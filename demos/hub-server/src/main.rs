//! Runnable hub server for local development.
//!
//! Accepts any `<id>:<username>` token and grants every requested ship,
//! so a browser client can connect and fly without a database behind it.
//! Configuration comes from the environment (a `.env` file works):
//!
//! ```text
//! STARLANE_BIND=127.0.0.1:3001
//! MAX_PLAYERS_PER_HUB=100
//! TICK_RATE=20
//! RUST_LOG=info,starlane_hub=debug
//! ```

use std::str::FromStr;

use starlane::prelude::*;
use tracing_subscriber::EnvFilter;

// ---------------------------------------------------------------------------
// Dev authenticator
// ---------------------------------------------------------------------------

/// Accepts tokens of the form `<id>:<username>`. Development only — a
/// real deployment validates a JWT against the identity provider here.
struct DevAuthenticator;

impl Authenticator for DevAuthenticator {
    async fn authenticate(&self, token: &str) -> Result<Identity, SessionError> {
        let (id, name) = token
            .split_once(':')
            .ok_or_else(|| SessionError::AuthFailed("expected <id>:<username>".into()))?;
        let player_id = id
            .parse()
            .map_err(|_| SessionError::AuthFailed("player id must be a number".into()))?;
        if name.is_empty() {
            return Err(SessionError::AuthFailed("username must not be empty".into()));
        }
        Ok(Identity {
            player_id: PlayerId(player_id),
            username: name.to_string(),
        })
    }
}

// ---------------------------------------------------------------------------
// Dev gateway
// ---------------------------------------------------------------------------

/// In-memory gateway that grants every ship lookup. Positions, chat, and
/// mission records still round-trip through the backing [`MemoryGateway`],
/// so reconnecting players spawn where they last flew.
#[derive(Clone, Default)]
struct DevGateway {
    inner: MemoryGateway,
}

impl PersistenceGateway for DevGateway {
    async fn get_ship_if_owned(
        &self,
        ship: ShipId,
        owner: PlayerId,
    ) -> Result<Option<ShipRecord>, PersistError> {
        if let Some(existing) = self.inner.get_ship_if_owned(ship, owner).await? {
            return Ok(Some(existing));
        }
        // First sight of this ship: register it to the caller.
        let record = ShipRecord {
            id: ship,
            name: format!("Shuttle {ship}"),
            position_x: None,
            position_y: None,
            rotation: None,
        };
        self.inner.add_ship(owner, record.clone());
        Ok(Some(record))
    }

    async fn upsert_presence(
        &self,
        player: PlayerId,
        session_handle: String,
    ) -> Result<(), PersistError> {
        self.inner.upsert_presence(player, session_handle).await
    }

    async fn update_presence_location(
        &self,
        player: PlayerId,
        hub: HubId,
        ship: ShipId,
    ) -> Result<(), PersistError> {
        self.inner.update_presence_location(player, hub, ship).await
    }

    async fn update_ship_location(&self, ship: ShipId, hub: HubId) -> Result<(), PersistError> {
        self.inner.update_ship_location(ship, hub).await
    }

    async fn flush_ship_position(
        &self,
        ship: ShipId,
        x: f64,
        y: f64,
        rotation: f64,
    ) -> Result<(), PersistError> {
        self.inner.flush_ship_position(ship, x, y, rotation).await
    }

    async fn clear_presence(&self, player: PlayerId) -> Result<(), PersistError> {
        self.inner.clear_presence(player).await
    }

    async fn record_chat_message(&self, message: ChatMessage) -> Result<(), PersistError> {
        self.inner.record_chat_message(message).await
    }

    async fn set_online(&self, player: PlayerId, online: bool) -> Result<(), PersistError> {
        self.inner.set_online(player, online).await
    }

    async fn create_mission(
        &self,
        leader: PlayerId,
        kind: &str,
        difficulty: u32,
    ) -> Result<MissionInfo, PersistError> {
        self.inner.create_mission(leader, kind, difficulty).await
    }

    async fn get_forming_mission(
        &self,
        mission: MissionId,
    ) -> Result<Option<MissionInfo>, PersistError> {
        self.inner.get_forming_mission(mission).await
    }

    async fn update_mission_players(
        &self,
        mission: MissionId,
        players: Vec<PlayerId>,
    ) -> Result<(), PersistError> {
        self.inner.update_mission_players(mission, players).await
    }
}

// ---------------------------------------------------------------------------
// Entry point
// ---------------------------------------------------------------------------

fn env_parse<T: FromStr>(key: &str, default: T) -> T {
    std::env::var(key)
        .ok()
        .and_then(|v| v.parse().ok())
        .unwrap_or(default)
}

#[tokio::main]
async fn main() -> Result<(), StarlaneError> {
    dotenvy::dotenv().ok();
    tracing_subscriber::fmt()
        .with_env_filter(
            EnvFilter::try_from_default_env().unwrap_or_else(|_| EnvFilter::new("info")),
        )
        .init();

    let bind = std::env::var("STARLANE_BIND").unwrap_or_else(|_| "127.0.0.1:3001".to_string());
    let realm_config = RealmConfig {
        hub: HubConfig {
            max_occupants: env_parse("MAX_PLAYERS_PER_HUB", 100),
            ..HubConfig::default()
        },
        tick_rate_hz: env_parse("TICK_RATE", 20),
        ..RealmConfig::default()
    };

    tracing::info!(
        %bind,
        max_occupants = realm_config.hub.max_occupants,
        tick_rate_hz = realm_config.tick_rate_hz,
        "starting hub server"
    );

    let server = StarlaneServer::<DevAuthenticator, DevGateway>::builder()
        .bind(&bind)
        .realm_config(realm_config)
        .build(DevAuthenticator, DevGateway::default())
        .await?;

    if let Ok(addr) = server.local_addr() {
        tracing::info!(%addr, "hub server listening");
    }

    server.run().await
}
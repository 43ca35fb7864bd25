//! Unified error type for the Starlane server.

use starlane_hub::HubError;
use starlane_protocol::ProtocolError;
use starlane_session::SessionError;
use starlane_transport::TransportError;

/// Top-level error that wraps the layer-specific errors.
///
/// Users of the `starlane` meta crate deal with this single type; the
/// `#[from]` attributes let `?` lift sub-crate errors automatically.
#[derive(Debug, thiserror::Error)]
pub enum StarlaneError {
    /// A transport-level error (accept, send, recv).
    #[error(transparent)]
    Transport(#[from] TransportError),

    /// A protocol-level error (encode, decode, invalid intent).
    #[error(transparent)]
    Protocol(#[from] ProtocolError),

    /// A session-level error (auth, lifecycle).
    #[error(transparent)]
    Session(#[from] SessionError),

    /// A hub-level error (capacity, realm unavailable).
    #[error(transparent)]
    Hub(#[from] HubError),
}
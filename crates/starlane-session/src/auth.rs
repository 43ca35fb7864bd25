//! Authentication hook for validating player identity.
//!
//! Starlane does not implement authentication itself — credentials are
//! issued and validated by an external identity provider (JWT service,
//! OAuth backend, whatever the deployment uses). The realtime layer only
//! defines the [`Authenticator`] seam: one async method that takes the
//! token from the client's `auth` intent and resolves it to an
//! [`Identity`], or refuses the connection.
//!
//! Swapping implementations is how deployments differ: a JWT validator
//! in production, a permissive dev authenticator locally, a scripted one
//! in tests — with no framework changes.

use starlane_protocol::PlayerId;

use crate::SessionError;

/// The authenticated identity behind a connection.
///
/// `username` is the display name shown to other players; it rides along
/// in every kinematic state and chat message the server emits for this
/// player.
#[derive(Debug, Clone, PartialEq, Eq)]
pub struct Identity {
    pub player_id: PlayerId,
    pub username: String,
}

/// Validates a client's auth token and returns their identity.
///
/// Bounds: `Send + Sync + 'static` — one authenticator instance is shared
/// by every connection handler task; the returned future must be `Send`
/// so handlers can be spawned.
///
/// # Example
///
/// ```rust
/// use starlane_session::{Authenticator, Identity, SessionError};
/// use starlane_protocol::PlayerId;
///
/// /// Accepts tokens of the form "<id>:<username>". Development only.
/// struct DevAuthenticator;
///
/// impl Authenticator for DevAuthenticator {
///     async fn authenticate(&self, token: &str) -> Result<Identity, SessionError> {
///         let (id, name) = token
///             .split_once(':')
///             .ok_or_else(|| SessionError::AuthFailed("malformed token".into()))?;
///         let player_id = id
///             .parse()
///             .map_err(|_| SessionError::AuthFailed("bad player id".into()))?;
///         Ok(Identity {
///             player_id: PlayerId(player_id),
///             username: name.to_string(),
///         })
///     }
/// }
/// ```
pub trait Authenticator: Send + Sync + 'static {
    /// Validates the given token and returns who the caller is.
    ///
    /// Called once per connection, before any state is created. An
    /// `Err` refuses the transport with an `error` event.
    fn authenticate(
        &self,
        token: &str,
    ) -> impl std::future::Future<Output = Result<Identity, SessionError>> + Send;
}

_To do_. Say the number of lines in the entries that have the string "message", and only that.

_Written answer_. 3